As an active messenger, I’ve then shared as much of these thoughts, findings and feelings as widely as possible, predominantly via Twitter but also in real life within my community.

So what do we do? And what’s the point?

Firstly, we must collectively pay attention, acknowledge and lean into our predicament.

As Indi Samarajiva wrote last year:

“To accept defeat against nature (whatever that means) is not an end to discussion. It’s a start.”

The fastest thing we need to do is slow down and, whenever possible, stop.

That can mean…

  • walk more
  • drive less
  • drive slower
  • consume less meat and dairy
  • buy less
  • travel less
  • work less

…anything that helps to stifle the omnicidal machine to which we’ve become accustomed.

These are things that many of us have agency over right now. Today.

There’s a more comprehensive list in this tweet if you’d care to take a look.

Will we decide to slow down? No. We’re too addicted to our high octane lives, absurdly obsessed with material wealth even though the warning lights are flashing faster and brighter on the dashboard than ever before.

In all honesty, I’ve come to realise that I don’t need to concern myself with these things because — if you really are paying attention — you’ll notice that nature is already slowing us down.

How many video clips have you seen of flooded airports, for example, or cars being washed away as streets become raging torrents?

Or how many people do you know who can’t work as effectively as they once did because of Long Covid or other related ailments?

Nature is already firmly grasping the reins in the most efficient ways.

After all, nature just is.
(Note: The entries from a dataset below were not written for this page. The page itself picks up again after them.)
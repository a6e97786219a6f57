use crate::math::{Isometry, Point, Real, Translation, UnitVector, Vector};
use crate::query::gjk::{minkowski_ray_cast, VoronoiSimplex};
use crate::query::sweep::SweepIntersection;
use crate::query::Ray;
use crate::shape::{Capsule, FeatureId, Shape, SupportMap, TriMesh};
use na::Unit;

/// Sweeps `capsule`, starting at `capsule_pos`, along `motion` against `shape`.
///
/// `shape_pos` is the world position of the target shape. The time of impact is a fraction of
/// `motion`, at most `max_toi`. The capsule keeps its orientation during the sweep. Convex
/// targets are handled by a GJK ray cast on their Minkowski difference with the capsule;
/// triangle meshes are swept triangle by triangle.
pub fn sweep_capsule(
    shape_pos: &Isometry<Real>,
    shape: &Shape,
    capsule: &Capsule,
    capsule_pos: &Isometry<Real>,
    motion: &Vector<Real>,
    max_toi: Real,
) -> Option<SweepIntersection> {
    let pos12 = shape_pos.inv_mul(capsule_pos);
    let local_motion = shape_pos.inverse_transform_vector(motion);
    let ray = Ray::new(Point::origin(), local_motion);
    let mut simplex = VoronoiSimplex::new();

    let (toi, normal, feature) = match shape {
        Shape::TriMesh(mesh) => sweep_capsule_trimesh(&pos12, mesh, capsule, &ray, max_toi)?,
        _ => {
            let target = shape.as_support_map()?;
            let (toi, normal) =
                minkowski_ray_cast(&pos12, target, capsule, &ray, max_toi, &mut simplex)?;
            (toi, normal, FeatureId::Unknown)
        }
    };

    let normal = Unit::try_new(normal, 1.0e-6)
        .or_else(|| Unit::try_new(-local_motion, 1.0e-6))
        .unwrap_or_else(Vector::y_axis);
    let point = swept_support_point(&pos12, capsule, &local_motion, toi, &normal);

    Some(SweepIntersection {
        time_of_impact: toi,
        point: shape_pos * point,
        normal: shape_pos * normal,
        feature,
    })
}

fn sweep_capsule_trimesh(
    pos12: &Isometry<Real>,
    mesh: &TriMesh,
    capsule: &Capsule,
    ray: &Ray,
    max_toi: Real,
) -> Option<(Real, Vector<Real>, FeatureId)> {
    let center_ray = Ray::new(pos12 * capsule.center(), ray.dir);
    let bounding_radius = capsule.half_height() + capsule.radius;
    let mut simplex = VoronoiSimplex::new();
    let mut best: Option<(Real, Vector<Real>, FeatureId)> = None;

    mesh.tree()
        .traverse_sweep(&center_ray, max_toi, bounding_radius, |i| {
            if mesh.is_degenerate(i) {
                return;
            }

            let limit = best.map_or(max_toi, |b| b.0);
            let tri = mesh.triangle(i);

            if let Some((toi, normal)) =
                minkowski_ray_cast(pos12, &tri, capsule, ray, limit, &mut simplex)
            {
                if best.map_or(true, |b| toi < b.0) {
                    best = Some((toi, normal, FeatureId::Face(i)));
                }
            }
        });

    best
}

/// The point of the capsule, moved by `motion * toi`, that touches the target.
fn swept_support_point(
    pos12: &Isometry<Real>,
    capsule: &Capsule,
    motion: &Vector<Real>,
    toi: Real,
    normal: &UnitVector<Real>,
) -> Point<Real> {
    let moved = Isometry::from_parts(
        Translation::from(pos12.translation.vector + motion * toi),
        pos12.rotation,
    );
    capsule.support_point_toward(&moved, &-*normal)
}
It is only ever objectively achieving equilibrium in an incredibly complex and dynamic system. That’s all. And that observation alone can be too much for many people to bear.

The ultimate ‘climate action’ is to stop reproducing and actively decide not to bring children into an increasingly tempestuous world that cannot be fixed. Such is our hubris that even that notion is seen as controversial when it’s actually just a simple, objective fact.
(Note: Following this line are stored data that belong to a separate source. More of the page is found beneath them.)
use crate::math::{Isometry, Point, Real, UnitVector, Vector};
use crate::query::{Contact, ContactKind};
use crate::shape::SupportMap;
use arrayvec::ArrayVec;

/// The reference face must be at least this aligned with the contact normal for clipping to be
/// attempted. Below that, the single contact found by EPA is kept.
const MIN_REFERENCE_FACE_ALIGNMENT: Real = 0.9;

/// Maximum number of contacts kept after clipping two polygonal features.
pub const MAX_CLIPPED_CONTACTS: usize = 4;

type ClipBuffer = ArrayVec<Point<Real>, 12>;

/// A polygonal feature (vertex, segment, triangle or quad) of a polyhedral shape.
///
/// Features are computed in the local-space of their shape. Round shapes (capsules) expose the
/// feature of their core segment and report their radius separately.
#[derive(Debug, Clone)]
pub struct PolygonalFeature {
    /// Up to four vertices forming this polygonal feature.
    pub vertices: [Point<Real>; 4],
    /// The number of vertices of this feature that are actually used.
    pub num_vertices: usize,
    /// The outward normal of this feature, if it is a face (three or four vertices).
    pub normal: Option<UnitVector<Real>>,
}

impl Default for PolygonalFeature {
    fn default() -> Self {
        Self {
            vertices: [Point::origin(); 4],
            num_vertices: 0,
            normal: None,
        }
    }
}

/// Trait implemented by convex shapes with features with polyhedral approximations.
pub trait PolygonalFeatureMap: SupportMap {
    /// Compute the support polygonal face of `self` towards the `dir`.
    fn local_support_feature(&self, dir: &UnitVector<Real>, out_feature: &mut PolygonalFeature);
}

impl PolygonalFeature {
    /// Creates a new empty polygonal feature.
    pub fn new() -> Self {
        Self::default()
    }

    /// Resets this feature to a single vertex.
    pub fn set_point(&mut self, pt: Point<Real>) {
        self.vertices = [pt; 4];
        self.num_vertices = 1;
        self.normal = None;
    }

    /// The vertices actually used by this feature.
    pub fn points(&self) -> &[Point<Real>] {
        &self.vertices[..self.num_vertices]
    }

    /// Transform each vertex (and the normal) of this feature by `pos`.
    pub fn transform_by(&mut self, pos: &Isometry<Real>) {
        for p in &mut self.vertices[0..self.num_vertices] {
            *p = pos * *p;
        }

        self.normal = self.normal.map(|n| pos * n);
    }

    fn is_face(&self) -> bool {
        self.num_vertices >= 3 && self.normal.is_some()
    }

    /// Computes the contacts between two polygonal features by clipping one against the side
    /// planes of the other.
    ///
    /// `feature1` is expressed in the local-space of the first shape, `feature2` in the
    /// local-space of the second shape, and `normal1` is the contact normal (pointing from the
    /// first shape toward the second) expressed in the first shape's local-space. `radius1` and
    /// `radius2` are the border radii of round shapes.
    ///
    /// Returns the number of contacts pushed to `out`. Zero means the features could not be
    /// clipped and the caller should keep its single contact.
    pub fn contacts(
        pos12: &Isometry<Real>,
        normal1: &UnitVector<Real>,
        feature1: &Self,
        radius1: Real,
        feature2: &Self,
        radius2: Real,
        prediction: Real,
        out: &mut Vec<Contact>,
    ) -> usize {
        let mut feature2_1 = feature2.clone();
        feature2_1.transform_by(pos12);

        let score1 = feature1
            .normal
            .filter(|_| feature1.is_face())
            .map(|n| n.dot(normal1));
        let score2 = feature2_1
            .normal
            .filter(|_| feature2_1.is_face())
            .map(|n| -n.dot(normal1));

        let reference_is_1 = match (score1, score2) {
            (Some(s1), Some(s2)) => s1 >= s2,
            (Some(_), None) => true,
            (None, Some(_)) => false,
            (None, None) => return 0,
        };

        let (reference, incident, ref_radius, inc_radius) = if reference_is_1 {
            (feature1, &feature2_1, radius1, radius2)
        } else {
            (&feature2_1, feature1, radius2, radius1)
        };

        let Some(ref_normal) = reference.normal else {
            return 0;
        };
        let alignment = if reference_is_1 {
            ref_normal.dot(normal1)
        } else {
            -ref_normal.dot(normal1)
        };

        if alignment < MIN_REFERENCE_FACE_ALIGNMENT {
            return 0;
        }

        let ref_pts = reference.points();
        let ref_center = ref_pts
            .iter()
            .fold(Vector::zeros(), |acc, p| acc + p.coords)
            / ref_pts.len() as Real;

        let mut clipped: ClipBuffer = incident.points().iter().copied().collect();

        for k in 0..ref_pts.len() {
            let a = ref_pts[k];
            let b = ref_pts[(k + 1) % ref_pts.len()];
            let mut side = (b - a).cross(&ref_normal);

            if side.dot(&(ref_center - a.coords)) > 0.0 {
                side = -side;
            }

            clipped = clip_against_plane(&clipped, &a, &side);

            if clipped.is_empty() {
                return 0;
            }
        }

        let mut candidates = ArrayVec::<Contact, 12>::new();

        for p in &clipped {
            let height = (p - ref_pts[0]).dot(&ref_normal);
            let depth = ref_radius + inc_radius - height;

            if depth + prediction < 0.0 {
                continue;
            }

            let on_reference = p - *ref_normal * (height - ref_radius);
            let on_incident = p - *ref_normal * inc_radius;

            let (point1, point2_1, n1) = if reference_is_1 {
                (on_reference, on_incident, ref_normal)
            } else {
                (on_incident, on_reference, -ref_normal)
            };

            let point2 = pos12.inverse_transform_point(&point2_1);
            let normal2 = pos12.inverse_transform_unit_vector(&-n1);
            let contact =
                Contact::new(point1, point2, n1, normal2, -depth).with_kind(ContactKind::Face);

            if candidates.try_push(contact).is_err() {
                break;
            }
        }

        let num_kept = reduce_contacts(&mut candidates, &ref_normal);
        out.extend(candidates.iter().take(num_kept).copied());
        num_kept
    }
}

fn clip_against_plane(
    poly: &ClipBuffer,
    plane_point: &Point<Real>,
    plane_normal: &Vector<Real>,
) -> ClipBuffer {
    let mut result = ClipBuffer::new();
    let dist = |p: &Point<Real>| (p - plane_point).dot(plane_normal);

    match poly.len() {
        0 => {}
        1 => {
            if dist(&poly[0]) <= 0.0 {
                result.push(poly[0]);
            }
        }
        2 => {
            let (a, b) = (poly[0], poly[1]);
            let (da, db) = (dist(&a), dist(&b));

            if da <= 0.0 && db <= 0.0 {
                result.push(a);
                result.push(b);
            } else if da <= 0.0 || db <= 0.0 {
                let inter = a + (b - a) * (da / (da - db));
                if da <= 0.0 {
                    result.push(a);
                    result.push(inter);
                } else {
                    result.push(inter);
                    result.push(b);
                }
            }
        }
        n => {
            // Sutherland-Hodgman.
            for i in 0..n {
                let prev = poly[(i + n - 1) % n];
                let curr = poly[i];
                let (dp, dc) = (dist(&prev), dist(&curr));

                if dc <= 0.0 {
                    if dp > 0.0 {
                        let _ = result.try_push(prev + (curr - prev) * (dp / (dp - dc)));
                    }
                    let _ = result.try_push(curr);
                } else if dp <= 0.0 {
                    let _ = result.try_push(prev + (curr - prev) * (dp / (dp - dc)));
                }
            }
        }
    }

    result
}

/// Reorders `contacts` so that its first elements are the (at most four) most relevant ones:
/// the deepest, the one furthest from it, and the two spanning the largest area on each side.
///
/// Returns the number of contacts to keep.
fn reduce_contacts(contacts: &mut ArrayVec<Contact, 12>, normal: &UnitVector<Real>) -> usize {
    if contacts.len() <= MAX_CLIPPED_CONTACTS {
        return contacts.len();
    }

    let deepest = (0..contacts.len())
        .min_by(|&i, &j| contacts[i].dist.total_cmp(&contacts[j].dist))
        .unwrap_or(0);
    contacts.swap(0, deepest);

    let p0 = contacts[0].point1;
    let furthest = (1..contacts.len())
        .max_by(|&i, &j| {
            let di = (contacts[i].point1 - p0).norm_squared();
            let dj = (contacts[j].point1 - p0).norm_squared();
            di.total_cmp(&dj)
        })
        .unwrap_or(1);
    contacts.swap(1, furthest);

    let p1 = contacts[1].point1;
    let signed_area = |p: &Point<Real>| (p1 - p0).cross(&(p - p0)).dot(normal);

    let third = (2..contacts.len())
        .max_by(|&i, &j| {
            let ai = signed_area(&contacts[i].point1).abs();
            let aj = signed_area(&contacts[j].point1).abs();
            ai.total_cmp(&aj)
        })
        .unwrap_or(2);
    contacts.swap(2, third);

    let side = signed_area(&contacts[2].point1);
    let fourth = (3..contacts.len()).max_by(|&i, &j| {
        let ai = -side.signum() * signed_area(&contacts[i].point1);
        let aj = -side.signum() * signed_area(&contacts[j].point1);
        ai.total_cmp(&aj)
    });

    match fourth {
        Some(k) if -side.signum() * signed_area(&contacts[k].point1) > 0.0 => {
            contacts.swap(3, k);
            4
        }
        _ => 3,
    }
}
Next, we must realise that life isn’t all about us. We are a part of life, not apart from it.

We are all atoms in different forms. We are the soil, the birds, the critters, the creatures, the ocean, the rivers, the rocks and the sky.

To acknowledge that, as things stand, all the evidence points towards nature spontaneously creating life and all we seem set on doing is destroying it.

If we were to acknowledge our oneness, we might realise (as Bernardo Kastrup writes) that our purpose in this beautiful place is simply to pay attention and be the best possible conduit for nature to work through us. And that’s all.

How much simpler and more magnificent our lives become when we slow down, wind our necks in and accept that it’s not all about us and that, instead, it’s all about nature and we’re just here for the ride.

Life is death and death is life. We are all brothers and sisters. We are all the same. And that is perhaps the ultimate acknowledgment to make — that if we were to release our egos and our sense of self, and instead acknowledge our connectedness, our oneness, then what a revolution that would be.

How empowering to know that the revolution we seek already exists within us, and it would drive the billionaires and oligarchs mad for us to finally unite and make that leap of faith in one another.

It wouldn’t fix our predicament but it would at least soften the blow and make what little time we have left more tolerable.

The world is changing, and it’s changing fast. If you’re not seeing what’s unfolding by now, then it’s time to pay attention because the asteroid has already impacted.

If you feel unaffected by it so far, that doesn’t mean it isn’t happening.

As William Gibson once wrote:

“The future is already here — it’s just not very evenly distributed.”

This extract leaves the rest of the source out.